El
incendio de los arrozales
Había una vez un viejo
muy sabio, que vivía en lo alto de una montaña, allá en el Japón. Alrededor de
su casa, la tierra era llana y fértil y toda cubierta de arrozales. Estos
arrozales pertenecían a la gente de un pueblecito situado más abajo, entre la
alta montaña y el gran mar azul. La playa era tan estrecha que apenas había
sitio bastante para las casas, por cuya razón los campesinos habían hecho sus
arrozales en la montaña, donde fluían numerosas fuentes.
Todas
las mañanas y todas las noches, el viejo y su nietecito que vivía con él,
miraban el ir y venir de la gente en la estrecha calle del pueblo y alrededor
de sus casitas. Al pequeño le gustaban los arrozales porque sabía que ellos
procuraban el alimento, y estaba siempre dispuesto para ayudar a su abuelo a
abrir o cerrar los canales de riego y para cazar los pájaros ladrones en el
tiempo de la cosecha.
Un
día, el arroz estaba casi maduro y las hermosas espigas amarillas se mecían al
sol, el abuelo estaba de pie ante la casa y miraba a lo lejos cuando, de
pronto, vio algo muy extraño en el horizonte. Una especie de gran nube se
levantó allí, como si el mar se hubiera subido hacia el cielo. El viejo se
protegió la vista con sus manos y miró más fijamente; en seguida entró
en la casa.
-¡Yone!
¡Yone! –gritó-. Coge un tizón de fuego y tráelo aquí.
El
pequeño Yone no comprendió para qué necesitaba fuego su abuelo, pero como tenía
la costumbre de obedecer, llegó corriendo con un tizón. El viejo, que ya había
cogido otro, corría hacia el arrozal más próximo. Yone le seguía extrañado.
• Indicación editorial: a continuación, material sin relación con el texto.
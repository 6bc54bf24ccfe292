use crate::config::{BackupConfig, BackupKind, S3Config};
use crate::queue::QueueError;
use crate::stage::{
    DispatchPolicy, PhotoRef, PhotoSink, Stage, StageError, StageHandler, StageSnapshot,
};
use async_trait::async_trait;
use aws_config::BehaviorVersion;
use aws_sdk_s3::config::Builder as S3ConfigBuilder;
use aws_sdk_s3::error::DisplayErrorContext;
use aws_sdk_s3::primitives::ByteStream;
use aws_sdk_s3::types::{CompletedMultipartUpload, CompletedPart};
use aws_sdk_s3::Client as S3Client;
use std::io;
use std::path::{Path, PathBuf};
use std::sync::atomic::{AtomicU64, Ordering};
use std::sync::Arc;
use thiserror::Error;
use tracing::{debug, info, instrument, warn};

/// Errors from an off-site backup
#[derive(Debug, Error)]
pub enum BackupError {
    #[error("Failed to read {path}: {source}")]
    Read {
        path: PathBuf,
        #[source]
        source: io::Error,
    },

    #[error("S3 {operation} failed: {message}")]
    S3 {
        operation: &'static str,
        message: String,
    },

    #[error("Backup target misconfigured: {0}")]
    Config(String),
}

impl BackupError {
    fn s3<E: std::error::Error>(operation: &'static str, err: E) -> Self {
        BackupError::S3 {
            operation,
            message: DisplayErrorContext(&err).to_string(),
        }
    }
}

/// Where photos are copied for safekeeping
#[cfg_attr(test, mockall::automock)]
#[async_trait]
pub trait BackupTarget: Send + Sync {
    async fn backup(&self, path: &Path) -> Result<(), BackupError>;
}

/// Build the configured backup target.
pub async fn target_from_config(
    config: &BackupConfig,
) -> Result<Arc<dyn BackupTarget>, BackupError> {
    match config.target {
        BackupKind::Log => Ok(Arc::new(LogBackup)),
        BackupKind::S3 => {
            let s3 = config
                .s3
                .as_ref()
                .ok_or_else(|| BackupError::Config("backup.s3 section is missing".to_string()))?;
            Ok(Arc::new(S3Backup::new(s3).await))
        }
    }
}

/// Backup target that only records the backup in the logs.
pub struct LogBackup;

#[async_trait]
impl BackupTarget for LogBackup {
    async fn backup(&self, path: &Path) -> Result<(), BackupError> {
        info!(path = %path.display(), "Backing up photo");
        info!(path = %path.display(), "Done backing up photo");
        Ok(())
    }
}

/// S3 backup target
pub struct S3Backup {
    client: S3Client,
    bucket: String,
    config: S3Config,
}

impl S3Backup {
    pub async fn new(config: &S3Config) -> Self {
        let aws_config = aws_config::defaults(BehaviorVersion::latest())
            .region(aws_config::Region::new(config.region.clone()))
            .load()
            .await;

        let mut s3_config_builder = S3ConfigBuilder::from(&aws_config);

        // MinIO/LocalStack
        if let Some(ref endpoint_url) = config.endpoint_url {
            s3_config_builder = s3_config_builder.endpoint_url(endpoint_url);
        }

        if config.force_path_style {
            s3_config_builder = s3_config_builder.force_path_style(true);
        }

        let client = S3Client::from_conf(s3_config_builder.build());

        info!(
            bucket = %config.bucket,
            region = %config.region,
            prefix = %config.key_prefix,
            "S3 backup initialized"
        );

        Self {
            client,
            bucket: config.bucket.clone(),
            config: config.clone(),
        }
    }

    async fn simple_upload(
        &self,
        key: &str,
        data: Vec<u8>,
        content_type: &str,
    ) -> Result<(), BackupError> {
        self.client
            .put_object()
            .bucket(&self.bucket)
            .key(key)
            .body(ByteStream::from(data))
            .content_type(content_type)
            .send()
            .await
            .map_err(|e| BackupError::s3("PutObject", e))?;

        Ok(())
    }

    async fn multipart_upload(
        &self,
        key: &str,
        data: &[u8],
        content_type: &str,
    ) -> Result<(), BackupError> {
        let create_response = self
            .client
            .create_multipart_upload()
            .bucket(&self.bucket)
            .key(key)
            .content_type(content_type)
            .send()
            .await
            .map_err(|e| BackupError::s3("CreateMultipartUpload", e))?;

        let upload_id = create_response.upload_id().ok_or_else(|| BackupError::S3 {
            operation: "CreateMultipartUpload",
            message: "no upload ID in response".to_string(),
        })?;

        match self.upload_parts(key, upload_id, data).await {
            Ok(parts) => {
                let completed = CompletedMultipartUpload::builder().set_parts(Some(parts)).build();

                self.client
                    .complete_multipart_upload()
                    .bucket(&self.bucket)
                    .key(key)
                    .upload_id(upload_id)
                    .multipart_upload(completed)
                    .send()
                    .await
                    .map_err(|e| BackupError::s3("CompleteMultipartUpload", e))?;

                Ok(())
            }
            Err(e) => {
                if let Err(abort) = self
                    .client
                    .abort_multipart_upload()
                    .bucket(&self.bucket)
                    .key(key)
                    .upload_id(upload_id)
                    .send()
                    .await
                {
                    warn!(
                        key = %key,
                        error = %DisplayErrorContext(&abort),
                        "Failed to abort multipart upload"
                    );
                }
                Err(e)
            }
        }
    }

    async fn upload_parts(
        &self,
        key: &str,
        upload_id: &str,
        data: &[u8],
    ) -> Result<Vec<CompletedPart>, BackupError> {
        let mut completed_parts = Vec::new();

        for (index, chunk) in data.chunks(self.config.part_size_bytes.max(1)).enumerate() {
            let part_number = index as i32 + 1;

            let response = self
                .client
                .upload_part()
                .bucket(&self.bucket)
                .key(key)
                .upload_id(upload_id)
                .part_number(part_number)
                .body(ByteStream::from(chunk.to_vec()))
                .send()
                .await
                .map_err(|e| BackupError::s3("UploadPart", e))?;

            completed_parts.push(
                CompletedPart::builder()
                    .part_number(part_number)
                    .e_tag(response.e_tag().unwrap_or_default())
                    .build(),
            );
        }

        Ok(completed_parts)
    }
}

#[async_trait]
impl BackupTarget for S3Backup {
    #[instrument(skip(self), fields(bucket = %self.bucket, path = %path.display()))]
    async fn backup(&self, path: &Path) -> Result<(), BackupError> {
        let data = tokio::fs::read(path).await.map_err(|source| BackupError::Read {
            path: path.to_path_buf(),
            source,
        })?;

        let key = object_key(&self.config.key_prefix, path);
        let content_type = content_type(path);

        debug!(key = %key, size_bytes = data.len(), "Uploading photo to S3");

        let size_bytes = data.len();
        if size_bytes > self.config.multipart_threshold_bytes {
            self.multipart_upload(&key, &data, content_type).await?;
        } else {
            self.simple_upload(&key, data, content_type).await?;
        }

        info!(key = %key, size_bytes, "Photo backed up to S3");
        Ok(())
    }
}

/// Object key for a photo: `<prefix>/<file name>`.
pub fn object_key(prefix: &str, path: &Path) -> String {
    let file_name = path
        .file_name()
        .map(|n| sanitize_key_component(&n.to_string_lossy()))
        .unwrap_or_default();

    let prefix = prefix.trim_matches('/');
    if prefix.is_empty() {
        file_name
    } else {
        format!("{}/{}", prefix, file_name)
    }
}

fn sanitize_key_component(component: &str) -> String {
    component
        .chars()
        .map(|c| match c {
            'a'..='z' | 'A'..='Z' | '0'..='9' | '-' | '_' | '.' => c,
            _ => '_',
        })
        .collect()
}

fn content_type(path: &Path) -> &'static str {
    let extension = path
        .extension()
        .map(|e| e.to_string_lossy().to_lowercase())
        .unwrap_or_default();

    match extension.as_str() {
        "jpeg" | "jpg" => "image/jpeg",
        "png" => "image/png",
        "heic" => "image/heic",
        "webp" => "image/webp",
        "gif" => "image/gif",
        "tif" | "tiff" => "image/tiff",
        _ => "application/octet-stream",
    }
}

/// First pipeline stage: copy each photo off-site, then hand it to staging.
pub struct BackupStage {
    stage: Stage,
    worker: Arc<BackupWorker>,
}

struct BackupWorker {
    target: Arc<dyn BackupTarget>,
    staging: Arc<dyn PhotoSink>,
    failures: AtomicU64,
}

#[async_trait]
impl StageHandler for BackupWorker {
    async fn handle(&self, photo: PhotoRef) -> Result<(), StageError> {
        match self.target.backup(photo.path()).await {
            Ok(()) => debug!(path = %photo, "Backup complete"),
            Err(e) => {
                // The photo is staged whether or not the off-site copy worked.
                self.failures.fetch_add(1, Ordering::SeqCst);
                metrics::counter!("photos.backup.failed").increment(1);
                warn!(path = %photo, error = %e, "Backup failed, forwarding to staging anyway");
            }
        }

        self.staging.submit(photo).await?;
        Ok(())
    }
}

impl BackupStage {
    /// Start the backup stage, forwarding every photo to `staging`.
    pub fn new(
        target: Arc<dyn BackupTarget>,
        staging: Arc<dyn PhotoSink>,
        capacity: usize,
        policy: DispatchPolicy,
    ) -> Self {
        let worker = Arc::new(BackupWorker {
            target,
            staging,
            failures: AtomicU64::new(0),
        });

        let stage = Stage::spawn("backup", capacity, policy, worker.clone());

        Self { stage, worker }
    }

    /// Wait for the dispatcher to exit after [`PhotoSink::shutdown`].
    pub async fn join(&self) {
        self.stage.join().await;
    }

    pub fn stats(&self) -> StageSnapshot {
        self.stage.stats()
    }

    /// Number of backups that failed (and were staged anyway).
    pub fn backup_failures(&self) -> u64 {
        self.worker.failures.load(Ordering::SeqCst)
    }
}

#[async_trait]
impl PhotoSink for BackupStage {
    async fn submit(&self, photo: PhotoRef) -> Result<(), QueueError> {
        self.stage.submit(photo).await
    }

    fn shutdown(&self) {
        self.stage.shutdown();
    }
}

#[cfg(test)]
mod tests {
    use super::*;
    use crate::stage::MockPhotoSink;
    use std::time::Duration;
    use tokio::sync::mpsc;
    use tokio::time::{sleep, timeout};

    fn forwarding_sink(tx: mpsc::UnboundedSender<PhotoRef>) -> MockPhotoSink {
        let mut sink = MockPhotoSink::new();
        sink.expect_submit().returning(move |photo| {
            tx.send(photo).ok();
            Ok(())
        });
        sink
    }

    async fn wait_for(stage: &BackupStage, done: impl Fn(&StageSnapshot) -> bool) -> StageSnapshot {
        timeout(Duration::from_secs(5), async {
            loop {
                let stats = stage.stats();
                if done(&stats) {
                    return stats;
                }
                sleep(Duration::from_millis(10)).await;
            }
        })
        .await
        .expect("backup stage did not settle")
    }

    #[tokio::test]
    async fn test_backup_then_forward() {
        let mut target = MockBackupTarget::new();
        target
            .expect_backup()
            .withf(|path| path == Path::new("/photos/a.jpg"))
            .times(1)
            .returning(|_| Ok(()));

        let (tx, mut rx) = mpsc::unbounded_channel();
        let stage = BackupStage::new(
            Arc::new(target),
            Arc::new(forwarding_sink(tx)),
            4,
            DispatchPolicy::Concurrent,
        );

        stage.submit(PhotoRef::new("/photos/a.jpg")).await.unwrap();

        let forwarded = timeout(Duration::from_secs(5), rx.recv()).await.unwrap();
        assert_eq!(forwarded, Some(PhotoRef::new("/photos/a.jpg")));

        let stats = wait_for(&stage, |s| s.succeeded == 1).await;
        assert_eq!(stats.failed, 0);
        assert_eq!(stage.backup_failures(), 0);
    }

    #[tokio::test]
    async fn test_failed_backup_is_still_forwarded() {
        let mut target = MockBackupTarget::new();
        target.expect_backup().times(1).returning(|_| {
            Err(BackupError::S3 {
                operation: "PutObject",
                message: "bucket unavailable".to_string(),
            })
        });

        let (tx, mut rx) = mpsc::unbounded_channel();
        let stage = BackupStage::new(
            Arc::new(target),
            Arc::new(forwarding_sink(tx)),
            4,
            DispatchPolicy::Concurrent,
        );

        stage.submit(PhotoRef::new("/photos/b.jpg")).await.unwrap();

        let forwarded = timeout(Duration::from_secs(5), rx.recv()).await.unwrap();
        assert_eq!(forwarded, Some(PhotoRef::new("/photos/b.jpg")));

        let stats = wait_for(&stage, |s| s.succeeded == 1).await;
        assert_eq!(stats.failed, 0);
        assert_eq!(stage.backup_failures(), 1);
    }

    #[tokio::test]
    async fn test_rejected_forward_fails_the_task() {
        let mut target = MockBackupTarget::new();
        target.expect_backup().returning(|_| Ok(()));

        let mut sink = MockPhotoSink::new();
        sink.expect_submit()
            .times(1)
            .returning(|_| Err(QueueError::Closed("staging")));

        let stage = BackupStage::new(Arc::new(target), Arc::new(sink), 4, DispatchPolicy::Serial);
        stage.submit(PhotoRef::new("/photos/c.jpg")).await.unwrap();

        let stats = wait_for(&stage, |s| s.failed == 1).await;
        assert_eq!(stats.succeeded, 0);
    }

    #[tokio::test]
    async fn test_shutdown_rejects_new_photos() {
        let target = MockBackupTarget::new();
        let sink = MockPhotoSink::new();
        let stage = BackupStage::new(
            Arc::new(target),
            Arc::new(sink),
            4,
            DispatchPolicy::Concurrent,
        );

        stage.shutdown();
        assert!(stage.submit(PhotoRef::new("/photos/d.jpg")).await.is_err());

        timeout(Duration::from_secs(1), stage.join()).await.unwrap();
        assert_eq!(stage.stats().dispatched, 0);
    }

    #[tokio::test]
    async fn test_log_backup_always_succeeds() {
        assert!(LogBackup.backup(Path::new("/photos/missing.jpg")).await.is_ok());
    }

    #[test]
    fn test_object_key() {
        let path = Path::new("/slideshow/2023-04-01-10-15-30.jpg");
        assert_eq!(object_key("photos/", path), "photos/2023-04-01-10-15-30.jpg");
        assert_eq!(object_key("", path), "2023-04-01-10-15-30.jpg");
        assert_eq!(object_key("a/b", Path::new("/x/my photo.jpg")), "a/b/my_photo.jpg");
    }

    #[test]
    fn test_content_type() {
        assert_eq!(content_type(Path::new("a.JPG")), "image/jpeg");
        assert_eq!(content_type(Path::new("a.jpeg")), "image/jpeg");
        assert_eq!(content_type(Path::new("a.png")), "image/png");
        assert_eq!(content_type(Path::new("a")), "application/octet-stream");
    }
}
Pero, cuál no fue su espanto, al ver a su abuelo lanzar el tizón encendido en
el campo de arroz.
-¡Oh,
abuelo! –exclamó-. ¿Qué hace?
-¡Deprisa,
deprisa, echa el tuyo! ¡Prende fuego!
Yone creyó
que su abuelo se había vuelto loco y se puso a llorar; pero un niño japonés
obedece siempre, de manera que, aún llorando, lanzó su antorcha en medio de las
espigas, y una llama roja subió sobre los rastrojos, secos y apretados. El humo
negro se elevaba hasta el cielo. La llama se extendía devorando la preciosa
cosecha.
Desde
abajo, el pueblo vio aquel espectáculo y lanzó un grito de horror.
¡Ah!
¡Cómo corrían y trepaban todos a lo largo del sendero tortuoso! Ni uno solo
quedó atrás. Hasta las madres llegaban, apresuradas, llevando a sus hijos sobre
la cadera. Cuando llegaron a la planicie y vieron sus arrozales desvastados de
aquella manera, gritaron con rabia:
-¿Quién
ha hecho esto? ¿Cómo ha sucedido?
-He
sido yo quien lo ha incendiado –respondió el viejo gravemente.
Yone
sollozó:
-El
abuelo lo ha incendiado.
Cuando
se acercaron a ellos amenazándoles con sus puños y gritando:
-¿Por
qué, por qué?
El
viejo se volvió, y extendió la mano hacia el horizonte.
-Mirad
hacia allí –dijo.
Todos
se volvieron y miraron. Y en el lugar donde el gran mar azul se extendía
tranquilo unas horas antes, se levantaba ahora una espantosa muralla de agua
desde la tierra hasta el cielo. No se oyó un solo grito. Aquella visión era
terrible.
Unos momentos de espera…
los corazones latían… y la muralla de agua rodó hacia la tierra y se abatió
sobre la playa rompiéndose como un ruido espantoso contra la montaña. Una ola
tras otra… no se veía más que agua; el pueblo había desaparecido.
Pero
los habitantes se habían salvado. Y cuando comprendieron lo que el viejo había
hecho, le rodearon de honores y cuidados, ya que gracias a su presencia de
espíritu, les había salvado del maremoto.